Crise política no Paraguai um teste para a regiãoPor Carlos R. S. Milani, publicado originalmente no site da Carta Capital

A destituição sumária de Fernando Lugo no dia 22 de junho, por meio de julgamento político conduzido e votado pelo Congresso paraguaio em menos de 48 horas, reascendeu os debates acerca dos processos de institucionalização da democracia na América Latina, mas igualmente sobre o papel que podem desempenhar as organizações regionais, mais particularmente o Mercosul e a Unasul, na garantia da ordem democrática sem a ingerência de uma potência externa.

De um lado, alguns analistas têm ressaltado que todo o processo foi aprovado por ampla maioria dos deputados e senadores, como reza a Constituição paraguaia, tratando-se, portanto, de um julgamento ordenado, pacífico e respeitoso da legalidade e das instituições políticas.

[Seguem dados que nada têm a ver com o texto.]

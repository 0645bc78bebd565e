//! Per-type validation rules

use super::error::Precondition;
use serde::{Deserialize, Serialize};
use std::ops::RangeInclusive;

/// Accepted range for an upload field's size limit, in MB
pub const MAX_FILE_SIZE_RANGE: RangeInclusive<u32> = 1..=50;

/// Size limit shown when none is configured
pub const DEFAULT_MAX_FILE_SIZE_MB: u32 = 10;

pub const IMAGE_MIME_TYPES: &[(&str, &str)] = &[
    ("PNG", "image/png"),
    ("JPEG", "image/jpeg"),
    ("GIF", "image/gif"),
    ("WebP", "image/webp"),
];

pub const DOCUMENT_MIME_TYPES: &[(&str, &str)] = &[
    ("PDF", "application/pdf"),
    ("Word (.doc)", "application/msword"),
    (
        "Word (.docx)",
        "application/vnd.openxmlformats-officedocument.wordprocessingml.document",
    ),
    ("Excel (.xls)", "application/vnd.ms-excel"),
    (
        "Excel (.xlsx)",
        "application/vnd.openxmlformats-officedocument.spreadsheetml.sheet",
    ),
];

/// Length limits for short and long text answers
#[derive(Debug, Clone, Default, PartialEq, Eq, Serialize, Deserialize)]
#[serde(rename_all = "camelCase")]
pub struct TextRules {
    #[serde(default, skip_serializing_if = "Option::is_none")]
    pub min_length: Option<u32>,
    #[serde(default, skip_serializing_if = "Option::is_none")]
    pub max_length: Option<u32>,
}

impl TextRules {
    pub fn check(&self) -> Result<(), Precondition> {
        check_bounds(
            self.min_length.map(i64::from),
            self.max_length.map(i64::from),
        )
    }
}

/// Value limits for number answers
#[derive(Debug, Clone, Default, PartialEq, Eq, Serialize, Deserialize)]
pub struct NumberRules {
    #[serde(default, skip_serializing_if = "Option::is_none")]
    pub min: Option<i64>,
    #[serde(default, skip_serializing_if = "Option::is_none")]
    pub max: Option<i64>,
}

impl NumberRules {
    pub fn check(&self) -> Result<(), Precondition> {
        check_bounds(self.min, self.max)
    }
}

/// Size and type limits for image and document uploads
#[derive(Debug, Clone, Default, PartialEq, Eq, Serialize, Deserialize)]
#[serde(rename_all = "camelCase")]
pub struct UploadRules {
    #[serde(
        default,
        rename = "maxFileSize",
        skip_serializing_if = "Option::is_none"
    )]
    pub max_file_size_mb: Option<u32>,
    /// `None` means the type's default allow-list applies
    #[serde(default, skip_serializing_if = "Option::is_none")]
    pub allowed_file_types: Option<Vec<String>>,
}

impl UploadRules {
    pub fn check(&self) -> Result<(), Precondition> {
        match self.max_file_size_mb {
            Some(size) if !MAX_FILE_SIZE_RANGE.contains(&size) => {
                Err(Precondition::FileSizeOutOfRange(size))
            }
            _ => Ok(()),
        }
    }

    /// An explicitly empty allow-list means "use the defaults"
    pub fn normalize(&mut self) {
        if self
            .allowed_file_types
            .as_ref()
            .is_some_and(|types| types.is_empty())
        {
            self.allowed_file_types = None;
        }
    }

    /// Allowed MIME types, falling back to `defaults` when unset
    pub fn effective_types(&self, defaults: &[(&str, &str)]) -> Vec<String> {
        match &self.allowed_file_types {
            Some(types) => types.clone(),
            None => defaults.iter().map(|(_, mime)| mime.to_string()).collect(),
        }
    }

    /// Toggle one MIME type starting from the effective list. Unchecking
    /// the last type resets the list to the defaults.
    pub fn toggle_type(&mut self, mime: &str, defaults: &[(&str, &str)]) {
        let mut types = self.effective_types(defaults);
        if let Some(pos) = types.iter().position(|t| t == mime) {
            types.remove(pos);
        } else {
            types.push(mime.to_string());
        }
        self.allowed_file_types = Some(types);
        self.normalize();
    }
}

fn check_bounds(min: Option<i64>, max: Option<i64>) -> Result<(), Precondition> {
    match (min, max) {
        (Some(min), Some(max)) if min > max => Err(Precondition::InvertedBounds { min, max }),
        _ => Ok(()),
    }
}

Por outro, muitos têm denunciado o golpe de estado expresso ou o golpe parlamentar que, com forte midiatização, poderia se inscrever na série recente de golpes ou tentativas de golpe na América do Sul (Jamil Mahuad no Equador em 2000; Hugo Chávez em 2002 e Rafael Correa no Equador em 2010), no Caribe (Jean-Bertrand Aristide no Haiti em 2004) e na América Central (Manuel Zelaya em Honduras em 2009).

Em artigo publicado no jornal argentino La Nación em 24 de junho, Juan Gabriel Tokatlián chamou esse fenômeno de “neogolpismo”: golpes formalmente menos virulentos, liderados por civis com apoio ou cumplicidade dos militares e mantendo alguma aparência institucional.

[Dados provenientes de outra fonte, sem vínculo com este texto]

#[cfg(test)]
mod tests {
    use super::*;
    use crate::form::{prefixed_ids, sequential_ids, MockIdGenerator, PublishState};
    use pretty_assertions::assert_eq;

    fn blank() -> (AppState, MockIdGenerator) {
        let mut ids = sequential_ids();
        let state = AppState::new(&FormflowConfig::default(), &mut ids);
        (state, ids)
    }

    fn labels(state: &AppState) -> Vec<String> {
        state
            .document()
            .fields()
            .iter()
            .map(|f| f.label.clone())
            .collect()
    }

    fn with_labeled_fields(names: &[&str]) -> (AppState, MockIdGenerator) {
        let (mut state, mut ids) = blank();
        for name in names {
            state.palette_add(&mut ids);
            let id = state.session.selected_field_id().unwrap().to_string();
            state
                .session
                .document_mut()
                .update_field(
                    &id,
                    crate::form::FieldPatch {
                        label: Some(name.to_string()),
                        ..Default::default()
                    },
                )
                .unwrap();
        }
        (state, ids)
    }

    mod startup {
        use super::*;
        use pretty_assertions::assert_eq;

        #[test]
        fn test_defaults() {
            let (state, _) = blank();
            assert!(state.document().is_empty());
            assert_eq!(state.pane, Pane::Palette);
            assert!(state.show_preview);
            assert_eq!(state.share_base_url, "http://localhost:8080");
            assert!(!state.has_errors());
        }

        #[test]
        fn test_default_template_from_config() {
            let config = FormflowConfig {
                default_template: Some("contact".to_string()),
                show_preview: Some(false),
                ..Default::default()
            };
            let state = AppState::new(&config, &mut sequential_ids());
            assert_eq!(state.document().title(), "Contact Us");
            assert_eq!(state.document().len(), 4);
            assert!(!state.show_preview);
        }

        #[test]
        fn test_unknown_template_starts_blank() {
            let config = FormflowConfig {
                default_template: Some("quiz".to_string()),
                ..Default::default()
            };
            let state = AppState::new(&config, &mut sequential_ids());
            assert!(state.document().is_empty());
        }
    }

    mod panes {
        use super::*;
        use pretty_assertions::assert_eq;

        #[test]
        fn test_cycle() {
            let mut pane = Pane::Header;
            for _ in 0..4 {
                pane = pane.next();
            }
            assert_eq!(pane, Pane::Header);
            assert_eq!(Pane::Header.prev(), Pane::Editor);
        }

        #[test]
        fn test_leaving_editor_commits_draft() {
            let (mut state, mut ids) = blank();
            state.palette_add(&mut ids);
            state.focus(Pane::Editor);
            state.editor.focus = 4; // MinLength
            state.editor.input_char(&mut state.session, '3').unwrap();

            state.next_pane();

            let rules = state.session.selected_field().unwrap().kind.text_rules().unwrap();
            assert_eq!(rules.min_length, Some(3));
        }
    }

    mod header {
        use super::*;
        use pretty_assertions::assert_eq;

        #[test]
        fn test_typing_title_and_description() {
            let (mut state, _) = blank();
            for c in "Poll".chars() {
                state.header_input_char(c);
            }
            state.header_backspace();
            state.header_field.toggle();
            state.header_input_char('x');

            assert_eq!(state.document().title(), "Pol");
            assert_eq!(state.document().description(), "x");
        }
    }

    mod palette {
        use super::*;
        use pretty_assertions::assert_eq;

        #[test]
        fn test_cursor_bounds() {
            let (mut state, _) = blank();
            state.palette_up();
            assert_eq!(state.palette_index, 0);
            for _ in 0..20 {
                state.palette_down();
            }
            assert_eq!(state.palette_type(), FieldType::Document);
        }

        #[test]
        fn test_add_appends_and_selects() {
            let (mut state, mut ids) = blank();
            state.palette_index = 4; // Dropdown
            state.palette_add(&mut ids);
            state.palette_add(&mut ids);

            assert_eq!(state.document().len(), 2);
            assert_eq!(state.canvas_index, 1);
            let selected = state.session.selected_field().unwrap();
            assert_eq!(selected.field_type(), FieldType::Dropdown);
            assert_eq!(state.status_message.as_deref(), Some("Added Dropdown"));
        }
    }

    mod keyboard_drag {
        use super::*;
        use pretty_assertions::assert_eq;

        #[test]
        fn test_palette_drag_places_before_cursor_field() {
            let (mut state, mut ids) = with_labeled_fields(&["A", "B"]);
            state.palette_index = 7; // Date
            state.palette_drag_start();
            assert_eq!(state.pane, Pane::Canvas);
            assert_eq!(state.canvas_index, 2);

            state.canvas_up();
            state.canvas_grab_or_drop(&mut ids);

            assert_eq!(state.document().fields()[1].field_type(), FieldType::Date);
            assert_eq!(state.canvas_index, 1);
            assert!(!state.session.is_dragging());
        }

        #[test]
        fn test_palette_drag_onto_end_row_appends() {
            let (mut state, mut ids) = with_labeled_fields(&["A"]);
            state.palette_drag_start();
            state.canvas_grab_or_drop(&mut ids);

            assert_eq!(state.document().len(), 2);
            assert_eq!(state.canvas_index, 1);
        }

        #[test]
        fn test_move_field_down() {
            let (mut state, mut ids) = with_labeled_fields(&["A", "B", "C"]);
            state.canvas_index = 0;
            state.canvas_grab_or_drop(&mut ids);
            state.canvas_down();
            state.canvas_down();
            state.canvas_grab_or_drop(&mut ids);

            assert_eq!(labels(&state), vec!["B", "C", "A"]);
            assert_eq!(state.canvas_index, 2);
            assert_eq!(state.status_message.as_deref(), Some("Moved field 1 → 3"));
        }

        #[test]
        fn test_cursor_does_not_reselect_while_dragging() {
            let (mut state, mut ids) = with_labeled_fields(&["A", "B"]);
            state.canvas_index = 0;
            state.canvas_grab_or_drop(&mut ids);
            let grabbed = state.session.selected_field_id().map(str::to_string);

            state.canvas_down();

            assert_eq!(state.session.selected_field_id().map(str::to_string), grabbed);
        }

        #[test]
        fn test_cancel_leaves_document_alone() {
            let (mut state, mut ids) = with_labeled_fields(&["A", "B"]);
            state.canvas_index = 1;
            state.canvas_grab_or_drop(&mut ids);
            state.canvas_up();
            state.cancel_drag(&mut ids);

            assert_eq!(labels(&state), vec!["A", "B"]);
            assert!(!state.session.is_dragging());
            assert_eq!(state.status_message.as_deref(), Some("Drag cancelled"));
        }

        #[test]
        fn test_cursor_clamped_after_drag_ends() {
            let (mut state, mut ids) = with_labeled_fields(&["A"]);
            state.canvas_index = 0;
            state.canvas_grab_or_drop(&mut ids);
            state.canvas_down();
            assert_eq!(state.canvas_index, 1);

            state.canvas_grab_or_drop(&mut ids);

            assert_eq!(state.canvas_index, 0);
        }
    }

    mod deletion {
        use super::*;
        use pretty_assertions::assert_eq;

        #[test]
        fn test_cancel_keeps_field() {
            let (mut state, _) = with_labeled_fields(&["A"]);
            state.request_delete();
            state.resolve_delete();
            assert_eq!(state.document().len(), 1);
            assert!(state.pending_delete.is_none());
        }

        #[test]
        fn test_confirm_removes_and_clears_selection() {
            let (mut state, _) = with_labeled_fields(&["A", "B"]);
            state.canvas_index = 1;
            state.request_delete();
            assert_eq!(state.pending_delete.as_ref().unwrap().label, "B");

            state.toggle_delete_option();
            state.resolve_delete();

            assert_eq!(labels(&state), vec!["A"]);
            assert!(state.session.selected_field_id().is_none());
            assert_eq!(state.canvas_index, 0);
        }

        #[test]
        fn test_no_request_on_empty_canvas() {
            let (mut state, _) = blank();
            state.request_delete();
            assert!(state.pending_delete.is_none());
        }
    }

    mod publication {
        use super::*;
        use pretty_assertions::assert_eq;

        #[test]
        fn test_publish_without_title_queues_error() {
            let (mut state, _) = with_labeled_fields(&["A"]);
            state.publish();

            assert_eq!(state.document().state(), PublishState::Draft);
            assert_eq!(state.current_error(), Some("Please add a form title"));
            state.dismiss_error();
            assert!(!state.has_errors());
        }

        #[test]
        fn test_publish_then_unpublish() {
            let (mut state, _) = with_labeled_fields(&["A"]);
            state.header_input_char('T');
            state.publish();
            assert!(state.document().is_published());
            assert_eq!(state.status_message.as_deref(), Some("Form published"));

            state.unpublish();
            assert!(!state.document().is_published());
        }

        #[test]
        fn test_share_link_uses_configured_base() {
            let mut ids = prefixed_ids("form");
            let config = FormflowConfig {
                share_base_url: Some("https://forms.example.com/".to_string()),
                ..Default::default()
            };
            let mut state = AppState::new(&config, &mut ids);
            let id = state.document().id().to_string();

            assert_eq!(
                state.share_link(),
                format!("https://forms.example.com/form/{id}")
            );
        }

        #[test]
        fn test_errors_queue_in_order() {
            let (mut state, _) = blank();
            state.push_error("first");
            state.push_error("second");
            assert_eq!(state.current_error(), Some("first"));
            state.dismiss_error();
            assert_eq!(state.current_error(), Some("second"));
        }
    }

    mod templates {
        use super::*;
        use pretty_assertions::assert_eq;

        #[test]
        fn test_apply_template_replaces_form() {
            let (mut state, mut ids) = with_labeled_fields(&["A"]);
            state.open_template_picker();
            state.template_down();
            state.template_down();
            state.apply_template(&mut ids);

            assert_eq!(state.document().title(), "Share Your Feedback");
            assert!(state.template_picker.is_none());
            assert!(state.session.selected_field_id().is_none());
            assert_eq!(
                state.status_message.as_deref(),
                Some("Loaded \"Feedback\" template")
            );
        }

        #[test]
        fn test_picker_bounds() {
            let (mut state, _) = blank();
            state.open_template_picker();
            state.template_up();
            assert_eq!(state.template_picker, Some(0));
            for _ in 0..10 {
                state.template_down();
            }
            assert_eq!(state.template_picker, Some(TEMPLATES.len() - 1));
        }
    }

    #[test]
    fn test_ensure_canvas_visible() {
        let (mut state, _) = blank();
        state.canvas_index = 12;
        state.ensure_canvas_visible(5);
        assert_eq!(state.canvas_offset, 8);
        state.canvas_index = 3;
        state.ensure_canvas_visible(5);
        assert_eq!(state.canvas_offset, 3);
    }
}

No caso do Paraguai, a celeridade processual e o sentido de urgência do julgamento pelo Congresso surpreenderam analistas, diplomatas, políticos e movimentos sociais. Nas comunicações públicas das embaixadas sediadas em Assunção e nos Ministérios das Relações Exteriores nas capitais da região, não parece ter havido capacidade de antecipação do golpe paraguaio. No entanto, um olhar mais atento (embora ex post…) para a realidade doméstica paraguaia nos leva a reconhecer que o tímido governo popular de Lugo se sustentava em fraca coalizão partidária construída entre a Frente Guasú (de esquerda) e o Partido Liberal Radical Autêntico (de Federico Franco) contra o Partido Colorado – partido este que havia governado o Paraguai entre 1947 e 2008, incluindo a ditadura de Stroessner entre 1954 e 1989.

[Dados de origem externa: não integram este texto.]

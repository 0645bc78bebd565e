//! Reusable UI widget helpers

use ratatui::{
    layout::Rect,
    style::{Color, Modifier, Style},
    widgets::{Block, Borders, List, ListState},
    Frame,
};

/// Render a list that keeps the selected item visible.
///
/// `offset` is the first visible row as tracked by the app state, so mouse
/// hit-testing and rendering agree on which item sits on which row.
///
/// # Example
/// ```ignore
/// let list = List::new(items).block(block);
/// render_scrollable_list(frame, area, list, Some(app.state.canvas_index), app.state.canvas_offset);
/// ```
pub fn render_scrollable_list(
    frame: &mut Frame,
    area: Rect,
    list: List,
    selected_index: Option<usize>,
    offset: usize,
) {
    let mut list_state = ListState::default()
        .with_offset(offset)
        .with_selected(selected_index);
    frame.render_stateful_widget(list, area, &mut list_state);
}

/// Bordered block for a pane, highlighted when focused
pub fn pane_block(title: &str, is_focused: bool) -> Block<'static> {
    let (border, title_style) = if is_focused {
        (
            Style::default().fg(Color::Cyan),
            Style::default()
                .fg(Color::Cyan)
                .add_modifier(Modifier::BOLD),
        )
    } else {
        (
            Style::default().fg(Color::DarkGray),
            Style::default().fg(Color::Gray),
        )
    };

    Block::default()
        .title(ratatui::text::Span::styled(format!(" {title} "), title_style))
        .borders(Borders::ALL)
        .border_style(border)
}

Os desentendimentos entre Lugo e seu vice inviabilizaram, desde o princípio do mandato, o surgimento de um denominador comum quanto às prioridades em matéria de políticas públicas para o desenvolvimento social e de institucionalização da democracia no Paraguai. Foram-se gerando impasses e, pouco a pouco, Lugo tornou-se refém do complexo poderio político e econômico resultante das relações entre oligarquias locais e latifundiárias, empresas transnacionais (como a Monsanto e a Cargill), grupos empresariais, mídia e Igreja Católica. Nada surpreende que o Núncio Apostólico tenha sido um dos primeiros dignitários a terem cumprimentado Federico Franco, logo após a sua posse em 23 de junho.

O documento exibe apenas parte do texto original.